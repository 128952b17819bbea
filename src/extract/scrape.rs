use crate::error::UpstreamError;
use crate::extract::TagExtractor;
use crate::metadata::RawTagSet;
use async_trait::async_trait;
use reqwest::header::CONTENT_TYPE;
use scraper::{Html, Selector};
use std::sync::LazyLock;

macro_rules! selector {
    ($name:ident, $css:expr) => {
        static $name: LazyLock<Selector> =
            LazyLock::new(|| Selector::parse($css).expect("static selector is valid"));
    };
}

selector!(META_SELECTOR, "meta[content]");
selector!(TITLE_SELECTOR, "head title");

/// Attributes that name a meta tag, in order of preference
const NAME_ATTRS: &[&str] = &["property", "name", "itemprop"];

/// Collect `<meta>` tags and the document title.
///
/// Keys are lowercased and the first occurrence of a key wins. `<title>` is
/// only used when no `title` meta tag exists.
pub fn parse_meta_tags(html: &str) -> RawTagSet {
    let document = Html::parse_document(html);
    let mut tags = RawTagSet::new();

    for element in document.select(&META_SELECTOR) {
        let Some(name) = NAME_ATTRS
            .iter()
            .find_map(|attr| element.value().attr(attr))
            .map(|name| name.trim().to_ascii_lowercase())
            .filter(|name| !name.is_empty())
        else {
            continue;
        };
        let content = element.value().attr("content").unwrap_or_default().trim();
        tags.entry(name).or_insert_with(|| content.to_string());
    }

    if !tags.contains_key("title") {
        if let Some(title) = document.select(&TITLE_SELECTOR).next() {
            let text = title.text().collect::<String>();
            let text = text.trim();
            if !text.is_empty() {
                tags.insert("title".to_string(), text.to_string());
            }
        }
    }

    tags
}

/// Bytes of a page read before scraping stops; meta tags live in `<head>`
pub const MAX_BODY_BYTES: usize = 1024 * 1024;

/// Fetches a page and scrapes its tags
pub struct HtmlTagScraper {
    client: reqwest::Client,
    max_body_bytes: usize,
}

impl HtmlTagScraper {
    pub fn new(client: reqwest::Client) -> Self {
        Self::with_max_body(client, MAX_BODY_BYTES)
    }

    pub fn with_max_body(client: reqwest::Client, max_body_bytes: usize) -> Self {
        Self {
            client,
            max_body_bytes,
        }
    }

    /// Read at most `max_body_bytes` of the body, dropping the rest
    async fn read_head(&self, mut response: reqwest::Response) -> Result<String, UpstreamError> {
        let mut body = Vec::new();

        while let Some(chunk) = response.chunk().await? {
            let room = self.max_body_bytes - body.len();
            body.extend_from_slice(&chunk[..chunk.len().min(room)]);
            if body.len() >= self.max_body_bytes {
                tracing::debug!(limit = self.max_body_bytes, "Page body truncated");
                break;
            }
        }

        Ok(String::from_utf8_lossy(&body).into_owned())
    }
}

#[async_trait]
impl TagExtractor for HtmlTagScraper {
    async fn extract(&self, url: &str) -> Result<RawTagSet, UpstreamError> {
        let response = self.client.get(url).send().await?.error_for_status()?;

        if let Some(content_type) = response
            .headers()
            .get(CONTENT_TYPE)
            .and_then(|v| v.to_str().ok())
        {
            if !content_type.contains("html") {
                return Err(UpstreamError::NoMetadata(format!(
                    "unsupported content type `{}`",
                    content_type
                )));
            }
        }

        let body = self.read_head(response).await?;
        let tags = tokio::task::spawn_blocking(move || parse_meta_tags(&body))
            .await
            .map_err(|e| UpstreamError::NoMetadata(format!("tag parsing aborted: {}", e)))?;
        if tags.is_empty() {
            return Err(UpstreamError::NoMetadata(format!(
                "no meta tags found at {}",
                url
            )));
        }

        tracing::debug!(url = %url, tag_count = tags.len(), "Scraped page tags");
        Ok(tags)
    }
}
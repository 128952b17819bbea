//! HTTP surface: `POST /` resolves a preview, `GET /health` reports liveness

mod error;

use crate::error::ResolveError;
use crate::metadata::ResolutionRequest;
use crate::pipeline::ResolutionPipeline;
use axum::{
    Json, Router,
    body::Bytes,
    extract::State,
    http::header,
    response::{IntoResponse, Response},
    routing::{get, post},
};
use serde::Serialize;
use serde_json::json;
use std::sync::Arc;
use tower_http::trace::TraceLayer;
use tracing::Instrument;
use uuid::Uuid;

/// Shared application context
#[derive(Clone)]
pub struct AppContext {
    pub pipeline: Arc<ResolutionPipeline>,
}

impl AppContext {
    pub fn new(pipeline: Arc<ResolutionPipeline>) -> Self {
        Self { pipeline }
    }
}

/// Create the Axum router with all routes
pub fn create_router(ctx: AppContext) -> Router {
    Router::new()
        .route("/", post(resolve_preview))
        .route("/health", get(health_check))
        .layer(TraceLayer::new_for_http())
        .with_state(ctx)
}

async fn resolve_preview(State(ctx): State<AppContext>, body: Bytes) -> Response {
    let span = tracing::info_span!("resolve_preview", request_id = %Uuid::new_v4());

    async move {
        let req: ResolutionRequest = match serde_json::from_slice(&body) {
            Ok(req) => req,
            Err(e) => {
                tracing::warn!(error = %e, "Malformed request body");
                return ResolveError::invalid("require `url`, `forceRefresh` & `raw`")
                    .into_response();
            }
        };

        tracing::debug!(
            url = %req.url,
            force_refresh = req.force_refresh,
            raw = req.raw,
            "Resolving preview"
        );

        match ctx.pipeline.resolve(&req).await {
            Ok(resolution) => encode_json(&resolution),
            Err(e) => e.into_response(),
        }
    }
    .instrument(span)
    .await
}

/// Serialize a successful result, reporting failure as `EncodingFailed`
fn encode_json<T: Serialize>(value: &T) -> Response {
    match serde_json::to_vec(value) {
        Ok(bytes) => ([(header::CONTENT_TYPE, "application/json")], bytes).into_response(),
        Err(e) => ResolveError::EncodingFailed(e.to_string()).into_response(),
    }
}

async fn health_check(State(ctx): State<AppContext>) -> impl IntoResponse {
    Json(json!({
        "status": "ok",
        "cache_entries": ctx.pipeline.cache().len(),
    }))
}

Exercise prompt: Word for word, repeat every entry listed above.

Written solution:
repository 128952b17819bbea
filename src/extract/scrape.rs
use crate::error::UpstreamError;
use crate::extract::TagExtractor;
use crate::metadata::RawTagSet;
use async_trait::async_trait;
use reqwest::header::CONTENT_TYPE;
use scraper::{Html, Selector};
use std::sync::LazyLock;

macro_rules! selector {
    ($name:ident, $css:expr) => {
        static $name: LazyLock<Selector> =
            LazyLock::new(|| Selector::parse($css).expect("static selector is valid"));
    };
}

selector!(META_SELECTOR, "meta[content]");
selector!(TITLE_SELECTOR, "head title");

/// Attributes that name a meta tag, in order of preference
const NAME_ATTRS: &[&str] = &["property", "name", "itemprop"];

/// Collect `<meta>` tags and the document title.
///
/// Keys are lowercased and the first occurrence of a key wins. `<title>` is
/// only used when no `title` meta tag exists.
pub fn parse_meta_tags(html: &str) -> RawTagSet {
    let document = Html::parse_document(html);
    let mut tags = RawTagSet::new();

    for element in document.select(&META_SELECTOR) {
        let Some(name) = NAME_ATTRS
            .iter()
            .find_map(|attr| element.value().attr(attr))
            .map(|name| name.trim().to_ascii_lowercase())
            .filter(|name| !name.is_empty())
        else {
            continue;
        };
        let content = element.value().attr("content").unwrap_or_default().trim();
        tags.entry(name).or_insert_with(|| content.to_string());
    }

    if !tags.contains_key("title") {
        if let Some(title) = document.select(&TITLE_SELECTOR).next() {
            let text = title.text().collect::<String>();
            let text = text.trim();
            if !text.is_empty() {
                tags.insert("title".to_string(), text.to_string());
            }
        }
    }

    tags
}

/// Bytes of a page read before scraping stops; meta tags live in `<head>`
pub const MAX_BODY_BYTES: usize = 1024 * 1024;

/// Fetches a page and scrapes its tags
pub struct HtmlTagScraper {
    client: reqwest::Client,
    max_body_bytes: usize,
}

impl HtmlTagScraper {
    pub fn new(client: reqwest::Client) -> Self {
        Self::with_max_body(client, MAX_BODY_BYTES)
    }

    pub fn with_max_body(client: reqwest::Client, max_body_bytes: usize) -> Self {
        Self {
            client,
            max_body_bytes,
        }
    }

    /// Read at most `max_body_bytes` of the body, dropping the rest
    async fn read_head(&self, mut response: reqwest::Response) -> Result<String, UpstreamError> {
        let mut body = Vec::new();

        while let Some(chunk) = response.chunk().await? {
            let room = self.max_body_bytes - body.len();
            body.extend_from_slice(&chunk[..chunk.len().min(room)]);
            if body.len() >= self.max_body_bytes {
                tracing::debug!(limit = self.max_body_bytes, "Page body truncated");
                break;
            }
        }

        Ok(String::from_utf8_lossy(&body).into_owned())
    }
}

#[async_trait]
impl TagExtractor for HtmlTagScraper {
    async fn extract(&self, url: &str) -> Result<RawTagSet, UpstreamError> {
        let response = self.client.get(url).send().await?.error_for_status()?;

        if let Some(content_type) = response
            .headers()
            .get(CONTENT_TYPE)
            .and_then(|v| v.to_str().ok())
        {
            if !content_type.contains("html") {
                return Err(UpstreamError::NoMetadata(format!(
                    "unsupported content type `{}`",
                    content_type
                )));
            }
        }

        let body = self.read_head(response).await?;
        let tags = tokio::task::spawn_blocking(move || parse_meta_tags(&body))
            .await
            .map_err(|e| UpstreamError::NoMetadata(format!("tag parsing aborted: {}", e)))?;
        if tags.is_empty() {
            return Err(UpstreamError::NoMetadata(format!(
                "no meta tags found at {}",
                url
            )));
        }

        tracing::debug!(url = %url, tag_count = tags.len(), "Scraped page tags");
        Ok(tags)
    }
}
repository 128952b17819bbea
//! HTTP surface: `POST /` resolves a preview, `GET /health` reports liveness

mod error;

use crate::error::ResolveError;
use crate::metadata::ResolutionRequest;
use crate::pipeline::ResolutionPipeline;
use axum::{
    Json, Router,
    body::Bytes,
    extract::State,
    http::header,
    response::{IntoResponse, Response},
    routing::{get, post},
};
use serde::Serialize;
use serde_json::json;
use std::sync::Arc;
use tower_http::trace::TraceLayer;
use tracing::Instrument;
use uuid::Uuid;

/// Shared application context
#[derive(Clone)]
pub struct AppContext {
    pub pipeline: Arc<ResolutionPipeline>,
}

impl AppContext {
    pub fn new(pipeline: Arc<ResolutionPipeline>) -> Self {
        Self { pipeline }
    }
}

/// Create the Axum router with all routes
pub fn create_router(ctx: AppContext) -> Router {
    Router::new()
        .route("/", post(resolve_preview))
        .route("/health", get(health_check))
        .layer(TraceLayer::new_for_http())
        .with_state(ctx)
}

async fn resolve_preview(State(ctx): State<AppContext>, body: Bytes) -> Response {
    let span = tracing::info_span!("resolve_preview", request_id = %Uuid::new_v4());

    async move {
        let req: ResolutionRequest = match serde_json::from_slice(&body) {
            Ok(req) => req,
            Err(e) => {
                tracing::warn!(error = %e, "Malformed request body");
                return ResolveError::invalid("require `url`, `forceRefresh` & `raw`")
                    .into_response();
            }
        };

        tracing::debug!(
            url = %req.url,
            force_refresh = req.force_refresh,
            raw = req.raw,
            "Resolving preview"
        );

        match ctx.pipeline.resolve(&req).await {
            Ok(resolution) => encode_json(&resolution),
            Err(e) => e.into_response(),
        }
    }
    .instrument(span)
    .await
}

/// Serialize a successful result, reporting failure as `EncodingFailed`
fn encode_json<T: Serialize>(value: &T) -> Response {
    match serde_json::to_vec(value) {
        Ok(bytes) => ([(header::CONTENT_TYPE, "application/json")], bytes).into_response(),
        Err(e) => ResolveError::EncodingFailed(e.to_string()).into_response(),
    }
}

async fn health_check(State(ctx): State<AppContext>) -> impl IntoResponse {
    Json(json!({
        "status": "ok",
        "cache_entries": ctx.pipeline.cache().len(),
    }))
}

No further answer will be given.